20 years ago I taught statistics as an Asst Professor in the psychology department at Minnesota - Duluth, an oddity in the department because my PhD was in health services research, trained in economics and epidemiology. The special education Director of Graduate Studies asked our department to offer a graduate research design class taught by me because she was disgusted with the low quality of education research and wanted their grad students taught a more rigorous approach. The students - all of whom were ALREADY special education teachers - fumed over how many students they saw with reading deficiencies that could be quickly corrected with a semester of remedial phonics instruction instead of the "whole language" approach that was being…
The easiest way to do "original research", as is needed for most academic degrees claiming to be doctorates, is to write and conduct a survey. The data may be real enough (albeit limited), but the desire to attach ideological interpretations, claims of novelty, and normative claims, is natural and widespread, and such claims are what gets publicized and remembered, if anything is remembered of a piece of research.
I think the "Hey! Here's something new, never tried before, and sure to work!" ethos is also fostered by education schools in universities (which, sadly, control teacher certification and credentialing in most states).
People need to present a thesis for their education doctorate (don't call it a PhD, since it's not!), and this pushes them to manufacture a whole new way of looking at an issue , never understood before. It's kind of a paradox, but this encourages the ed biz bureaucrat to think up a new method (of teaching) that's never been used before--whereas you'd think the current generation would look back to their predecessors to (re)learn what they already knew.
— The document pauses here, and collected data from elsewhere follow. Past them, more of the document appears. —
//! Optimization orchestrator.
//!
//! Runs one resolution pass for a section: snapshot, detect, ask the
//! solver, validate, fall back to the heuristic when needed, commit with
//! optimistic concurrency and publish the outcome.
//!
//! # Concurrency
//! Passes on the same section are serialized by a per-section async gate;
//! passes on different sections run in parallel. The gate is not held by
//! the store, so ingestion keeps committing while a solver runs. Commits
//! are conditioned on the section version observed in the snapshot.
//!
//! # Fallback
//! The heuristic replaces the solver when the solver is not configured,
//! times out, is unreachable, declines, or returns a schedule that fails
//! validation. The committed [`Resolution`] records which one produced the
//! schedule and why.
//!
//! # Acceptance
//! A revision delays a train in every section it is timetabled in. A
//! schedule is committed only if it leaves no conflict in the target
//! section inside the horizon or involving a revised train, and adds no
//! conflict involving a revised train in any other section.
//!
//! # Stale snapshots
//! When the section moved on during the pass, a solver schedule is kept
//! only if none of its trains changed and it still passes acceptance on
//! the fresh state. Anything else is re-planned by the heuristic on the
//! fresh state.

mod monitor;

pub use monitor::{Monitor, SweepReport};

use std::collections::{HashMap, HashSet};
use std::sync::{Arc, Mutex, PoisonError};
use std::time::Instant;

use tokio::sync::Mutex as AsyncMutex;
use tracing::{info, warn};
use uuid::Uuid;
//! Schedule revision model.
//!
//! A `ScheduleUpdate` revises one train's passage through one section:
//! new effective departure/arrival, an optional platform, the delay
//! adjustment it implies, and a speed profile describing the trajectory.
//!
//! # Speed Profile Invariant
//! Samples are strictly increasing in position and non-decreasing in time
//! offset. A profile violating this is not physically realizable and must
//! never be committed.

use serde::{Deserialize, Serialize};

use super::{TimeWindow, MINUTE_MS};

/// One trajectory sample.
#[derive(Debug, Clone, Copy, PartialEq, Serialize, Deserialize)]
pub struct SpeedProfilePoint {
    /// Distance from section start (km).
    pub position_km: f64,
    /// Speed at this point (km/h).
    pub speed_kmh: f64,
    /// Minutes since the revised departure.
    pub time_offset_minutes: f64,
}

impl SpeedProfilePoint {
    /// Creates a sample.
    pub fn new(position_km: f64, speed_kmh: f64, time_offset_minutes: f64) -> Self {
        Self {
            position_km,
            speed_kmh,
            time_offset_minutes,
        }
    }
}

/// Checks the profile monotonicity invariant.
///
/// Empty and single-sample profiles are trivially monotonic. Non-finite
/// values are rejected.
pub fn is_monotonic(profile: &[SpeedProfilePoint]) -> bool {
    if profile.iter().any(|p| {
        !p.position_km.is_finite() || !p.speed_kmh.is_finite() || !p.time_offset_minutes.is_finite()
    }) {
        return false;
    }
    profile.windows(2).all(|w| {
        w[1].position_km > w[0].position_km && w[1].time_offset_minutes >= w[0].time_offset_minutes
    })
}

/// Builds a constant-speed profile over a section.
///
/// The speed is the one needed to cover `length_km` in `duration_ms`,
/// capped at `max_speed_kmh`.
pub fn linear_profile(length_km: f64, duration_ms: i64, max_speed_kmh: f64) -> Vec<SpeedProfilePoint> {
    let minutes = duration_ms.max(0) as f64 / MINUTE_MS as f64;
    let speed = if minutes > 0.0 {
        (length_km / (minutes / 60.0)).min(max_speed_kmh)
    } else {
        max_speed_kmh
    };
    vec![
        SpeedProfilePoint::new(0.0, speed, 0.0),
        SpeedProfilePoint::new(length_km, speed, minutes),
    ]
}

/// A revised passage of one train through one section.
#[derive(Debug, Clone, PartialEq, Serialize, Deserialize)]
pub struct ScheduleUpdate {
    /// Train being revised.
    pub train_id: String,
    /// Section the slot belongs to.
    pub section_id: String,
    /// Revised effective departure into the section (ms).
    pub departure_ms: i64,
    /// Revised effective arrival at the section end (ms).
    pub arrival_ms: i64,
    /// Platform assignment, if any.
    pub platform: Option<String>,
    /// Change to the train's delay in minutes (negative = improvement).
    pub delay_adjustment_minutes: i32,
    /// Trajectory samples.
    pub speed_profile: Vec<SpeedProfilePoint>,
}

impl ScheduleUpdate {
    /// Creates an update without platform or profile.
    pub fn new(
        train_id: impl Into<String>,
        section_id: impl Into<String>,
        departure_ms: i64,
        arrival_ms: i64,
    ) -> Self {
        Self {
            train_id: train_id.into(),
            section_id: section_id.into(),
            departure_ms,
            arrival_ms,
            platform: None,
            delay_adjustment_minutes: 0,
            speed_profile: Vec::new(),
        }
    }

    /// Sets the delay adjustment.
    pub fn with_delay_adjustment(mut self, minutes: i32) -> Self {
        self.delay_adjustment_minutes = minutes;
        self
    }

    /// Sets the platform.
    pub fn with_platform(mut self, platform: impl Into<String>) -> Self {
        self.platform = Some(platform.into());
        self
    }

    /// Sets the speed profile.
    pub fn with_profile(mut self, profile: Vec<SpeedProfilePoint>) -> Self {
        self.speed_profile = profile;
        self
    }

    /// Revised occupancy window.
    pub fn window(&self) -> TimeWindow {
        TimeWindow::new(self.departure_ms, self.arrival_ms)
    }

    /// Checks the update's own invariants.
    ///
    /// Returns a description of the first violation found.
    pub fn check_invariants(&self) -> Result<(), String> {
        if self.train_id.is_empty() {
            return Err("schedule update has an empty train id".into());
        }
        if self.departure_ms > self.arrival_ms {
            return Err(format!(
                "train {}: departure {} after arrival {}",
                self.train_id, self.departure_ms, self.arrival_ms
            ));
        }
        if !is_monotonic(&self.speed_profile) {
            return Err(format!(
                "train {}: speed profile is not monotonic",
                self.train_id
            ));
        }
        Ok(())
    }
}
impl HeuristicResolver {
    /// Earliest whole-minute start ≥ the original one where the train fits
    /// this section without introducing a conflict in its other sections.
    fn earliest_start(
        &self,
        snapshot: &Snapshot,
        rules: &SectionRules,
        placed: &[CandidateEntry],
        held: &[ScheduleUpdate],
        train: &Train,
        original: &TimeWindow,
    ) -> CoreResult<i64> {
        let current = snapshot.with_updates(held)?;
        let mut candidates = local_candidates(rules, placed);
        candidates.extend(self.downstream_candidates(&current, &rules.section_id, train, original));
        let starts = whole_minute_starts(original.start_ms, candidates);

        let duration = original.duration_ms();
        let mut trial = held.to_vec();
        for &start in &starts {
            let window = TimeWindow::new(start, start + duration);
            if !fits(rules, placed, &window) {
                continue;
            }
            let hold = start - original.start_ms;
            if hold == 0 {
                return Ok(start);
            }
            trial.truncate(held.len());
            trial.push(revision(train, rules, window, hold / MINUTE_MS));
            if self.knock_on(snapshot, &rules.section_id, &trial)?.is_empty() {
                return Ok(start);
            }
        }
        // The latest candidate clears everything placed; verification
        // reports it if another section still objects
        Ok(starts.last().copied().unwrap_or(original.start_ms))
    }

    /// Starts in `section_id` that line the train's windows elsewhere up
    /// behind an occupant or a maintenance window there.
    fn downstream_candidates(
        &self,
        current: &Snapshot,
        section_id: &str,
        train: &Train,
        original: &TimeWindow,
    ) -> Vec<i64> {
        let Some(train) = current.train(&train.id) else {
            return Vec::new();
        };
        let now = current.taken_at_ms();
        let mut candidates = Vec::new();
        for slot in &train.timetable {
            let other = slot.section_id.as_str();
            let Some(section) = current.section(other).filter(|_| other != section_id) else {
                continue;
            };
            let Some(own) = train_interval(train, other, now, &self.config).filter(|i| i.is_scheduled())
            else {
                continue;
            };
            let rules = SectionRules::resolve(section, current.constraints_for(other), &self.config);
            let entries: Vec<CandidateEntry> = section_intervals(current, other, &self.config)
                .into_iter()
                .filter(|i| i.train_id != train.id)
                .map(|i| {
                    let role = if i.is_scheduled() { EntryRole::Fixed } else { EntryRole::Present };
                    CandidateEntry::new(i.train_id, i.priority, i.window, role)
                })
                .collect();
            let offset = original.start_ms - own.window.start_ms;
            candidates.extend(local_candidates(&rules, &entries).into_iter().map(|c| c + offset));
        }
        candidates
    }

    /// Conflicts the revisions introduce outside `section_id`.
    fn knock_on(
        &self,
        snapshot: &Snapshot,
        section_id: &str,
        updates: &[ScheduleUpdate],
    ) -> CoreResult<Vec<Conflict>> {
        if updates.is_empty() {
            return Ok(Vec::new());
        }
        let after = snapshot.with_updates(updates)?;
        let revised: Vec<&str> = updates.iter().map(|u| u.train_id.as_str()).collect();
        self.detector
            .knock_on_conflicts(snapshot, &after, section_id, &revised)
    }
}
//! Point-in-time state.
//!
//! `StateData` is the full authoritative state. A `Snapshot` is a shared,
//! read-only handle to one version of it, taken in constant time; every
//! component other than the store works on snapshots.

use std::collections::{BTreeMap, HashMap};
use std::sync::Arc;

use crate::error::{CoreError, CoreResult};
use crate::models::{
    Constraint, RailwaySection, ScheduleUpdate, SectionSlot, Train, MINUTE_MS,
};

/// Authoritative train and section state.
#[derive(Debug, Clone, Default)]
pub struct StateData {
    pub(crate) version: u64,
    pub(crate) trains: BTreeMap<String, Train>,
    pub(crate) sections: BTreeMap<String, RailwaySection>,
    pub(crate) constraints: Vec<Constraint>,
    pub(crate) section_versions: HashMap<String, u64>,
    pub(crate) section_conflicts: HashMap<String, Vec<String>>,
}

impl StateData {
    /// Rewrites one train slot so its effective window equals the revision.
    ///
    /// The train's delay moves by the update's adjustment; the planned slot
    /// is recomputed from the revised times and the new delay.
    pub(crate) fn apply_schedule_update(
        &mut self,
        update: &ScheduleUpdate,
        now_ms: i64,
    ) -> CoreResult<()> {
        update.check_invariants().map_err(CoreError::Validation)?;
        if !self.sections.contains_key(&update.section_id) {
            return Err(CoreError::section_not_found(&update.section_id));
        }
        let train = self
            .trains
            .get_mut(&update.train_id)
            .ok_or_else(|| CoreError::train_not_found(&update.train_id))?;
        if train.status.is_terminal() {
            return Err(CoreError::StateConflict {
                train_id: train.id.clone(),
                reason: format!("cannot reschedule a {:?} train", train.status),
            });
        }
        if !train.routes_through(&update.section_id) {
            return Err(CoreError::Validation(format!(
                "train {} is not routed through section {}",
                train.id, update.section_id
            )));
        }

        let new_delay = train
            .delay_minutes
            .unwrap_or(0)
            .checked_add(update.delay_adjustment_minutes)
            .ok_or_else(|| {
                CoreError::Validation(format!(
                    "train {}: delay adjustment {} overflows the live delay",
                    train.id, update.delay_adjustment_minutes
                ))
            })?;
        let delay_ms = new_delay as i64 * MINUTE_MS;
        let entry_ms = update.departure_ms - delay_ms;
        let exit_ms = update.arrival_ms - delay_ms;

        match train
            .timetable
            .iter_mut()
            .find(|s| s.section_id == update.section_id)
        {
            Some(slot) => {
                slot.entry_ms = entry_ms;
                slot.exit_ms = exit_ms;
                if update.platform.is_some() {
                    slot.platform = update.platform.clone();
                }
            }
            None => {
                let mut slot = SectionSlot::new(update.section_id.clone(), entry_ms, exit_ms);
                slot.platform = update.platform.clone();
                train.timetable.push(slot);
            }
        }
        train.delay_minutes = Some(new_delay);
        train.updated_at_ms = now_ms;
        Ok(())
    }

    /// Sections whose occupancy evaluation depends on `train`.
    pub(crate) fn sections_of(train: &Train) -> impl Iterator<Item = &String> {
        train.route.iter().chain(train.current_section.iter())
    }

    /// Rebuilds every section's occupant set from train positions.
    pub(crate) fn rebuild_occupancy(&mut self) {
        for section in self.sections.values_mut() {
            section.occupants.clear();
        }
        for train in self.trains.values() {
            if !train.status.is_active() {
                continue;
            }
            if let Some(section_id) = &train.current_section {
                if let Some(section) = self.sections.get_mut(section_id) {
                    section.add_occupant(train.id.clone());
                }
            }
        }
    }
}

/// A consistent, read-only view of the state at one version.
#[derive(Debug, Clone)]
pub struct Snapshot {
    data: Arc<StateData>,
    taken_at_ms: i64,
}

impl Snapshot {
    pub(crate) fn new(data: Arc<StateData>, taken_at_ms: i64) -> Self {
        Self { data, taken_at_ms }
    }

    /// Builds a snapshot from plain collections (occupants derived from
    /// train positions).
    pub fn from_parts(
        trains: Vec<Train>,
        sections: Vec<RailwaySection>,
        constraints: Vec<Constraint>,
        taken_at_ms: i64,
    ) -> Self {
        let mut data = StateData {
            trains: trains.into_iter().map(|t| (t.id.clone(), t)).collect(),
            sections: sections.into_iter().map(|s| (s.id.clone(), s)).collect(),
            constraints,
            ..StateData::default()
        };
        data.rebuild_occupancy();
        Self::new(Arc::new(data), taken_at_ms)
    }

    /// Store version this snapshot reflects.
    pub fn version(&self) -> u64 {
        self.data.version
    }

    /// Wall-clock time the snapshot was taken (ms).
    pub fn taken_at_ms(&self) -> i64 {
        self.taken_at_ms
    }

    /// Version of the last commit that affected a section.
    pub fn section_version(&self, section_id: &str) -> u64 {
        self.data
            .section_versions
            .get(section_id)
            .copied()
            .unwrap_or(0)
    }

    pub fn train(&self, id: &str) -> Option<&Train> {
        self.data.trains.get(id)
    }

    pub fn section(&self, id: &str) -> Option<&RailwaySection> {
        self.data.sections.get(id)
    }

    /// All trains, ordered by id.
    pub fn trains(&self) -> impl Iterator<Item = &Train> {
        self.data.trains.values()
    }

    /// All sections, ordered by id.
    pub fn sections(&self) -> impl Iterator<Item = &RailwaySection> {
        self.data.sections.values()
    }

    pub fn constraints(&self) -> &[Constraint] {
        &self.data.constraints
    }

    /// Constraints in force for a section.
    pub fn constraints_for<'a>(&'a self, section_id: &'a str) -> impl Iterator<Item = &'a Constraint> {
        self.data
            .constraints
            .iter()
            .filter(move |c| c.applies_to(section_id))
    }

    /// Active trains routed through or standing in a section.
    pub fn trains_in_section<'a>(&'a self, section_id: &'a str) -> impl Iterator<Item = &'a Train> {
        self.data.trains.values().filter(move |t| {
            t.status.is_active()
                && (t.routes_through(section_id)
                    || t.current_section.as_deref() == Some(section_id))
        })
    }

    /// Conflict ids last published for a section.
    pub fn section_conflict_ids(&self, section_id: &str) -> &[String] {
        self.data
            .section_conflicts
            .get(section_id)
            .map(Vec::as_slice)
            .unwrap_or(&[])
    }

    /// The state that would result from committing `updates`.
    ///
    /// Used to check a proposed schedule before it touches the store.
    pub fn with_updates(&self, updates: &[ScheduleUpdate]) -> CoreResult<Snapshot> {
        let mut data = (*self.data).clone();
        for update in updates {
            data.apply_schedule_update(update, self.taken_at_ms)?;
        }
        Ok(Snapshot::new(Arc::new(data), self.taken_at_ms))
    }
}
Not everything has been taught and studied before;…
Fads?
They are unregulated life altering experiments on children without informed consent of either the child, their parents, or often the teachers conducting the experiments. And the victims have no recourse to claim compensation for the harm they incur.
Once everyone accepts that effectiveness is not the real goal here but the endless churn resulting in consulting fees, expensive new classroom materials, new administrative positions, publications needed for promotion and tenure, and creating the illusion that "something is being done," it all becomes much easier to understand.